I San Antonio Spurs, come tutti sanno, sono i campioni NBA in carica. La stagione 2013/14 ha messo in luce per l’ennesima volta la franchigia di texana, che ha visto gli Spurs uscire vincitori dalle Finals, riuscendo quindi a consumare la vendetta ai danni degli Heat. L’appuntamento con #123Ragioni di quest’oggi, pertanto, vuole individuare 3 validi motivi per cui i San Antonio Spurs possono arrivare fino in fondo anche in questa stagione, con l’intento di realizzare il double:
1 – Motivazioni intatte
“Le motivazioni sono ancora presenti, non sono cambiate minimamente. Vogliamo ripeterci e provare a fare il double, cosa che non c’è mai riuscita”. Queste le dichiarazioni rilasciate recentemente da Tim Duncan, veterano della lega e della franchigia, che fa capire chiaramente ai propri rivali che, ancora una volta, i San Antonio Spurs se la giocheranno fino all’ultimo nella lotta al titolo. Come se ci fosse ancora qualcuno che ha il coraggio di sottovalutarli.
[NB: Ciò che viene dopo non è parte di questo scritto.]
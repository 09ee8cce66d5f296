//! # Vigil Player
//!
//! Low-latency live H.264 stream viewer built on vigil-core.

mod app;
mod net;

use std::path::PathBuf;
use std::sync::Arc;

use anyhow::{bail, Context, Result};
use tokio::net::TcpListener;
use tokio::sync::mpsc;

use vigil_core::clock::SystemClock;
use vigil_core::config::PlayerConfig;
use vigil_core::decode::AccelPreference;
use vigil_core::openh264_decode::SoftwareDecodeService;
use vigil_core::pipeline::PlayerPipeline;
use vigil_core::render::HeadlessSurface;

const DEFAULT_LISTEN: &str = "127.0.0.1:7100";

#[derive(Debug)]
struct PlayerArgs {
    listen: String,
    config_path: Option<PathBuf>,
    hwaccel: Option<AccelPreference>,
    max_queued: Option<usize>,
    paint_queue: Option<usize>,
    stats_interval: Option<i64>,
    headless: bool,
    log_filter: Option<String>,
}

impl Default for PlayerArgs {
    fn default() -> Self {
        Self {
            listen: DEFAULT_LISTEN.to_string(),
            config_path: None,
            hwaccel: None,
            max_queued: None,
            paint_queue: None,
            stats_interval: None,
            headless: false,
            log_filter: None,
        }
    }
}

fn main() -> Result<()> {
    let argv: Vec<String> = std::env::args().collect();
    let args = parse_args(&argv)?;

    let filter = args
        .log_filter
        .clone()
        .unwrap_or_else(|| "vigil=info,wgpu=warn".to_string());
    tracing_subscriber::fmt().with_env_filter(filter).init();

    tracing::info!("VIGIL Player v{}", env!("CARGO_PKG_VERSION"));

    let config = resolve_config(&args)?;
    tracing::debug!(?config, "effective configuration");

    if args.headless {
        run_headless(&args, config)
    } else {
        run_windowed(&args, config)
    }
}

// ============================================================================
// Argument Parsing
// ============================================================================

fn parse_args(argv: &[String]) -> Result<PlayerArgs> {
    let mut parsed = PlayerArgs::default();
    let mut iter = argv.iter().skip(1);
    while let Some(arg) = iter.next() {
        match arg.as_str() {
            "--listen" => parsed.listen = take_value(&mut iter, "--listen")?.clone(),
            "--config" => {
                parsed.config_path = Some(PathBuf::from(take_value(&mut iter, "--config")?))
            }
            "--hwaccel" => {
                let raw = take_value(&mut iter, "--hwaccel")?;
                match raw.as_str() {
                    "0" | "1" | "2" => {
                        parsed.hwaccel = Some(AccelPreference::from_flag(parse_number(raw, "--hwaccel")?))
                    }
                    other => bail!("--hwaccel takes 0, 1 or 2, got {other}"),
                }
            }
            "--max-queued" => {
                let n = parse_number(take_value(&mut iter, "--max-queued")?, "--max-queued")?;
                if n == 0 {
                    bail!("--max-queued must be at least 1");
                }
                parsed.max_queued = Some(n);
            }
            "--paint-queue" => {
                let n = parse_number(take_value(&mut iter, "--paint-queue")?, "--paint-queue")?;
                if n == 0 {
                    bail!("--paint-queue must be at least 1");
                }
                parsed.paint_queue = Some(n);
            }
            "--stats-interval" => {
                parsed.stats_interval = Some(parse_number(
                    take_value(&mut iter, "--stats-interval")?,
                    "--stats-interval",
                )?)
            }
            "--headless" => parsed.headless = true,
            "--log" => parsed.log_filter = Some(take_value(&mut iter, "--log")?.clone()),
            "--help" | "-h" => {
                print_usage();
                std::process::exit(0);
            }
            other => bail!("unknown argument: {other} (try --help)"),
        }
    }
    Ok(parsed)
}

fn take_value<'a, I>(iter: &mut I, flag: &str) -> Result<&'a String>
where
    I: Iterator<Item = &'a String>,
{
    iter.next()
        .ok_or_else(|| anyhow::anyhow!("{flag} requires a value"))
}

fn parse_number<T: std::str::FromStr>(raw: &str, flag: &str) -> Result<T> {
    raw.parse()
        .map_err(|_| anyhow::anyhow!("{flag} expects a number, got {raw}"))
}

fn print_usage() {
    println!(
        "vigil [OPTIONS]

  --listen ADDR        address to accept the feeder on (default {DEFAULT_LISTEN})
  --config PATH        JSON config file; CLI flags override it
  --hwaccel 0|1|2      acceleration: 0 none, 1 with fallback, 2 hardware only
  --max-queued N       scheduler queue depth before the clock jumps forward
  --paint-queue N      decoded frames held while a swap is in flight
  --stats-interval MS  minimum spacing between rs reports
  --headless           run without a window, counting paints
  --log FILTER         tracing filter (default vigil=info,wgpu=warn)"
    );
}

fn resolve_config(args: &PlayerArgs) -> Result<PlayerConfig> {
    let mut config = match &args.config_path {
        Some(path) => PlayerConfig::load(path)
            .with_context(|| format!("loading config {}", path.display()))?,
        None => PlayerConfig::default(),
    };
    if let Some(accel) = args.hwaccel {
        config.accel = accel;
    }
    if let Some(n) = args.max_queued {
        config.max_queued_frames = n;
    }
    if let Some(n) = args.paint_queue {
        config.max_paint_queue = n;
    }
    if let Some(ms) = args.stats_interval {
        config.stats_interval_ms = ms;
    }
    Ok(config)
}

// ============================================================================
// Run Modes
// ============================================================================

fn run_windowed(args: &PlayerArgs, config: PlayerConfig) -> Result<()> {
    let runtime = tokio::runtime::Runtime::new().context("starting tokio runtime")?;
    let event_loop = winit::event_loop::EventLoop::new().context("creating event loop")?;
    event_loop.set_control_flow(winit::event_loop::ControlFlow::Wait);

    let mut app = app::WindowedApp::new(runtime.handle().clone(), config, args.listen.clone());
    event_loop.run_app(&mut app).context("event loop")?;
    Ok(())
}

fn run_headless(args: &PlayerArgs, config: PlayerConfig) -> Result<()> {
    let runtime = tokio::runtime::Runtime::new().context("starting tokio runtime")?;
    runtime.block_on(async {
        let listener = TcpListener::bind(&args.listen)
            .await
            .with_context(|| format!("binding {}", args.listen))?;
        tracing::info!(addr = %args.listen, "listening for feeder (headless)");

        let service = Arc::new(SoftwareDecodeService::new());
        let surface = Arc::new(HeadlessSurface::new());
        let clock = Arc::new(SystemClock::new());
        let (host_tx, host_rx) = mpsc::unbounded_channel();
        let (pipeline, events) = PlayerPipeline::new(config, service, surface, clock, host_tx);

        let transport = tokio::spawn(async move {
            if let Err(e) = net::serve(listener, events, host_rx).await {
                tracing::error!(error = %e, "transport failed");
            }
        });
        let outcome = tokio::select! {
            result = pipeline.run() => result.map_err(anyhow::Error::from),
            _ = tokio::signal::ctrl_c() => {
                tracing::info!("interrupted, shutting down");
                Ok(())
            }
        };
        transport.abort();
        outcome
    })
}

#[cfg(test)]
mod tests {
    use super::*;

    fn argv(parts: &[&str]) -> Vec<String> {
        std::iter::once("vigil")
            .chain(parts.iter().copied())
            .map(String::from)
            .collect()
    }

    #[test]
    fn test_defaults_without_flags() {
        let args = parse_args(&argv(&[])).expect("parse");
        assert_eq!(args.listen, DEFAULT_LISTEN);
        assert!(!args.headless);
        assert!(args.hwaccel.is_none());

        let config = resolve_config(&args).expect("config");
        assert_eq!(config, PlayerConfig::default());
    }

    #[test]
    fn test_flags_override_defaults() {
        let args = parse_args(&argv(&[
            "--listen",
            "0.0.0.0:9000",
            "--hwaccel",
            "0",
            "--max-queued",
            "4",
            "--paint-queue",
            "16",
            "--stats-interval",
            "1000",
            "--headless",
            "--log",
            "vigil=trace",
        ]))
        .expect("parse");
        assert_eq!(args.listen, "0.0.0.0:9000");
        assert!(args.headless);
        assert_eq!(args.log_filter.as_deref(), Some("vigil=trace"));

        let config = resolve_config(&args).expect("config");
        assert_eq!(config.accel, AccelPreference::None);
        assert_eq!(config.max_queued_frames, 4);
        assert_eq!(config.max_paint_queue, 16);
        assert_eq!(config.stats_interval_ms, 1000);
    }

    #[test]
    fn test_bad_values_are_rejected() {
        assert!(parse_args(&argv(&["--hwaccel", "3"])).is_err());
        assert!(parse_args(&argv(&["--hwaccel"])).is_err());
        assert!(parse_args(&argv(&["--max-queued", "0"])).is_err());
        assert!(parse_args(&argv(&["--stats-interval", "soon"])).is_err());
        assert!(parse_args(&argv(&["--frobnicate"])).is_err());
    }
}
Dati per finiti 100 volte e risorti 101, i texani sono ancora una volta intenzionati ad arrivare fino in fondo, alle Finals, nella speranza di tentare il bis, quel double mai riuscito nella storia della franchigia. Un traguardo sicuramente ambizioso quanto importante, come lasciato intendere da Marco Belinelli qualche settimana fa in un’intervista alla Gazzetta dello Sport: “L’intento è quello di ripetersi, possibilmente cercando di essere un giocatore più importante per il team. Conterà molto arrivare sani e in forma al momento decisivo della stagione”. E potete contarci, gli Spurs lo saranno.
2 – Gioco ben collaudato
Inutile dire che non lo scopriamo di certo oggi: il gioco dei San Antonio Spurs è sicuramente tra i migliori, se non ancora il migliore, attualmente in circolazione nella NBA. Proprio il gioco, lo scorso anno, fu uno dei maggiori fattori che incise nella sfida contro gli Heat. La squadra di coach Popovich gioca a memoria: schemi ben collaudati, giocatori sempre al posto giusto nel momento giusto e intelligenza cestistica sopraffina che permette agli Spurs di fare sempre la miglior giocata possibile. Tutto ciò è merito di accurato lavoro da parte dello staff e dei giocatori, frutto del tanto lavoro e dei tanti sacrifici effettuati in tutti questi anni della gestione Popovich. Gioco che permette agli Spurs, anche in questa stagione, di avere una delle migliori difese della lega: Le buone spaziature in difesa non permettono all’attacco avversario di far circolare facilmente la palla, concedendo spesso occasioni di tiro senza ritmo. Ciò è dimostrato dal DEF Rating, che pone la franchigia al terzo posto a soli 99.6 punti concessi per 100 possessi; meglio di loro solo Warriors e Bucks. E in attacco? La palla gira bene e con i tempi giusti come dimostrato dalla quantità di tiri messi a segno provenienti da assist: un importante 64.2%, segno che lì davanti gli Spurs sanno trovarsi e si intendono a meraviglia.
3 – Fattore Duncan
Dopo una prima parte di stagione che ha visto la franchigia texana subire un numero eccessivo di sconfitte a causa di alcuni episodi sfortunati e dei diversi infortuni che non hanno permesso quasi mai a Popovich di schierare il quintetto ideale, con il nuovo anno i San Antonio Spurs si sono nettamente ritrovati: 14-5 il record stabilito nel 2015, una spanna sotto i Warriors e gli Hawks che stanno dominando questa stagione. Tim Duncan, come al solito, è sempre in prima linea per quanto riguarda la costanza di prestazioni: per lui una media di 14.5 punti e 9.9 rimbalzi per partita, numeri poco al di sotto di quelli fatti segnare in carriera. L’ala grande delle Isole Vergini sembra essere ancora in forma smagliante, tanto da aver meritato, a 38 anni suonati, l’ennesima presenza all’All-Star Game. Su di lui è gravato il peso della responsabilità ad inizio stagione, quando gli Spurs hanno dovuto fare a meno dei vari Parker, Ginobili e compagnia; è stato proprio Timothy ad accollarsi il team sulle spalle, con prestazioni da stropicciare gli occhi. Se anche durante il corso dei Playoffs, Tim Duncan sarà al top della condizione, sognare in grande è lecito.